▶ **AIM OF THE TASK**
Please copy exactly the lines from the top of the data through the line containing "pub use info::FileInfo;", and nothing else.

= = = =

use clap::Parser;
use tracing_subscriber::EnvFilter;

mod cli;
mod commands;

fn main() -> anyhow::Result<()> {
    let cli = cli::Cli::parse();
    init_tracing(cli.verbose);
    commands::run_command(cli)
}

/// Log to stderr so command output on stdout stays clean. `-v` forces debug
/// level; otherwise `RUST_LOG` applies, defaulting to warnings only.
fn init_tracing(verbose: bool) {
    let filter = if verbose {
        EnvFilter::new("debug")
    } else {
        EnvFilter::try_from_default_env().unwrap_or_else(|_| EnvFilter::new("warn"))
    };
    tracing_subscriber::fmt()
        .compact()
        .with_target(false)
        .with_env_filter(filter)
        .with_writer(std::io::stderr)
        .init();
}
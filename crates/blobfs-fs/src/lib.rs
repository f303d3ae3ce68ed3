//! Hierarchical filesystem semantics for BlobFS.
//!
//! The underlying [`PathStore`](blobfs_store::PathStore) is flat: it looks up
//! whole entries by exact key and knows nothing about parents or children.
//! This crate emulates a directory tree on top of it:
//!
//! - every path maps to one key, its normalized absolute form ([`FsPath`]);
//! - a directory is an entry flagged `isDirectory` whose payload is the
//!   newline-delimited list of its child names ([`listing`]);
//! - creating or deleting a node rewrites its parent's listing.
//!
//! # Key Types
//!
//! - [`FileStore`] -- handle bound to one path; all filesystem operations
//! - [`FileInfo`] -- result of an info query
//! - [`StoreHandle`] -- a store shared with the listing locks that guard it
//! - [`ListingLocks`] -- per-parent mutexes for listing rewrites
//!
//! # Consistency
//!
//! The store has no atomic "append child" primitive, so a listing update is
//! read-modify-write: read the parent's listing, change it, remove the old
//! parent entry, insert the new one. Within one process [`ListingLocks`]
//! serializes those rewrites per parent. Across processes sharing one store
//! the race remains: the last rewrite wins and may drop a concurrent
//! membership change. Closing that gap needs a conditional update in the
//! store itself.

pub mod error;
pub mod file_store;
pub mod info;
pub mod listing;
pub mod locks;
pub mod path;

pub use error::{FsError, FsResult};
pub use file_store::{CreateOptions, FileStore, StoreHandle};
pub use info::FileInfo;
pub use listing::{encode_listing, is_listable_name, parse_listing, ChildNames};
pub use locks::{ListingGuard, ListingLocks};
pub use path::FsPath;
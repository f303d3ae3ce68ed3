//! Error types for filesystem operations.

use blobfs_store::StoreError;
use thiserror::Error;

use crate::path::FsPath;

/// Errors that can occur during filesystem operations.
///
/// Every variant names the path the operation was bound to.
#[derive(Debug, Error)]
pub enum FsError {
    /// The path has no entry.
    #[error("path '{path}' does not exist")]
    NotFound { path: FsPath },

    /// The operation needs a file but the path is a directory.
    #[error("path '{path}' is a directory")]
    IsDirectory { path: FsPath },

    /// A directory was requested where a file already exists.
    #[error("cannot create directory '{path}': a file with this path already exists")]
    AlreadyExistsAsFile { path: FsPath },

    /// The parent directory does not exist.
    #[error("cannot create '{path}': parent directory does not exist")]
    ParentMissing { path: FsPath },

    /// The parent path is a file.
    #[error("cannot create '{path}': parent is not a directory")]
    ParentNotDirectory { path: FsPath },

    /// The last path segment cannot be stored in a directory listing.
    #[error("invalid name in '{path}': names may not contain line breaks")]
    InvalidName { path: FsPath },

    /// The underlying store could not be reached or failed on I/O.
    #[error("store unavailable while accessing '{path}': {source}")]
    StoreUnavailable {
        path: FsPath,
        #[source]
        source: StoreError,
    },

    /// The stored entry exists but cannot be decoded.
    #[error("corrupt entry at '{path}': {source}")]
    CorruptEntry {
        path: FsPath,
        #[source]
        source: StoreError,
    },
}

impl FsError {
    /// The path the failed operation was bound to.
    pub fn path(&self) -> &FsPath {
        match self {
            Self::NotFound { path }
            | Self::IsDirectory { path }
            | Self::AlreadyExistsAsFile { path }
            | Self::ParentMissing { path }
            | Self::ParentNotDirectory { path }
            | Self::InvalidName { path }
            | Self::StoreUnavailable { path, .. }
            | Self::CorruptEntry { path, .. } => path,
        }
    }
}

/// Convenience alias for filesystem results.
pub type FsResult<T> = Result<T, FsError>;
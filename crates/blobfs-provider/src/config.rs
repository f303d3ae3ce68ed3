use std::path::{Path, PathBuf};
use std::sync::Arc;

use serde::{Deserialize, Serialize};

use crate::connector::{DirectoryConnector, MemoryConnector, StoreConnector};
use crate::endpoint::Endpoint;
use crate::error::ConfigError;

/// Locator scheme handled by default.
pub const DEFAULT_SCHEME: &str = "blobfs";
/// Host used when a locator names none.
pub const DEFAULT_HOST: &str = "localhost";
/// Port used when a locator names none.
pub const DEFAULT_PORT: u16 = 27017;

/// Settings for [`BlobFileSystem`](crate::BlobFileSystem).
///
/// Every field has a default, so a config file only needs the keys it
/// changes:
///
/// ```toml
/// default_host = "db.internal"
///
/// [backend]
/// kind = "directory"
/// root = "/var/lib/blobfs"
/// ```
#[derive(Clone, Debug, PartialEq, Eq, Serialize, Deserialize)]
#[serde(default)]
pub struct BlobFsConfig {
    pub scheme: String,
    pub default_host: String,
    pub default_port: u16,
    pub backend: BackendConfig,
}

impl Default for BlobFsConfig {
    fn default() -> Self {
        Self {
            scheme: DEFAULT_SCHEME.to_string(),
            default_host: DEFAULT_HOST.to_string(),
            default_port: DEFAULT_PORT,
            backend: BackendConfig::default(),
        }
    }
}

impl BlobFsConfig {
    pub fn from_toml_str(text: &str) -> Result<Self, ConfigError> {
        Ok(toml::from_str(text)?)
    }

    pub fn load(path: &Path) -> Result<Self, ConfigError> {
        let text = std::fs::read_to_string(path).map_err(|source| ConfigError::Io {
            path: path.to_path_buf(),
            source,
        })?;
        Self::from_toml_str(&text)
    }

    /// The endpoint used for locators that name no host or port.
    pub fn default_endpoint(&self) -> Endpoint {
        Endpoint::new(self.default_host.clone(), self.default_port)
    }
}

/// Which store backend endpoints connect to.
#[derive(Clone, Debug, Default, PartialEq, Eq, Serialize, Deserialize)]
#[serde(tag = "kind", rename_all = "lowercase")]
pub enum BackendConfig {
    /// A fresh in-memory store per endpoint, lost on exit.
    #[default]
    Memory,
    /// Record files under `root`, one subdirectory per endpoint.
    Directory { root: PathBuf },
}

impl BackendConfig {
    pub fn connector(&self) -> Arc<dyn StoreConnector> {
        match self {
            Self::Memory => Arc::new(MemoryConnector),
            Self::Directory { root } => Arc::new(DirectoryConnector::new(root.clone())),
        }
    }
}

= = = =

▶ **EXERCISE RESPONSE**
use clap::Parser;
use tracing_subscriber::EnvFilter;

mod cli;
mod commands;

fn main() -> anyhow::Result<()> {
    let cli = cli::Cli::parse();
    init_tracing(cli.verbose);
    commands::run_command(cli)
}

/// Log to stderr so command output on stdout stays clean. `-v` forces debug
/// level; otherwise `RUST_LOG` applies, defaulting to warnings only.
fn init_tracing(verbose: bool) {
    let filter = if verbose {
        EnvFilter::new("debug")
    } else {
        EnvFilter::try_from_default_env().unwrap_or_else(|_| EnvFilter::new("warn"))
    };
    tracing_subscriber::fmt()
        .compact()
        .with_target(false)
        .with_env_filter(filter)
        .with_writer(std::io::stderr)
        .init();
}
filename crates/blobfs-fs/src/lib.rs
repository f303d3ae3ce68ed3
//! Hierarchical filesystem semantics for BlobFS.
//!
//! The underlying [`PathStore`](blobfs_store::PathStore) is flat: it looks up
//! whole entries by exact key and knows nothing about parents or children.
//! This crate emulates a directory tree on top of it:
//!
//! - every path maps to one key, its normalized absolute form ([`FsPath`]);
//! - a directory is an entry flagged `isDirectory` whose payload is the
//!   newline-delimited list of its child names ([`listing`]);
//! - creating or deleting a node rewrites its parent's listing.
//!
//! # Key Types
//!
//! - [`FileStore`] -- handle bound to one path; all filesystem operations
//! - [`FileInfo`] -- result of an info query
//! - [`StoreHandle`] -- a store shared with the listing locks that guard it
//! - [`ListingLocks`] -- per-parent mutexes for listing rewrites
//!
//! # Consistency
//!
//! The store has no atomic "append child" primitive, so a listing update is
//! read-modify-write: read the parent's listing, change it, remove the old
//! parent entry, insert the new one. Within one process [`ListingLocks`]
//! serializes those rewrites per parent. Across processes sharing one store
//! the race remains: the last rewrite wins and may drop a concurrent
//! membership change. Closing that gap needs a conditional update in the
//! store itself.

pub mod error;
pub mod file_store;
pub mod info;
pub mod listing;
pub mod locks;
pub mod path;

pub use error::{FsError, FsResult};
pub use file_store::{CreateOptions, FileStore, StoreHandle};
pub use info::FileInfo;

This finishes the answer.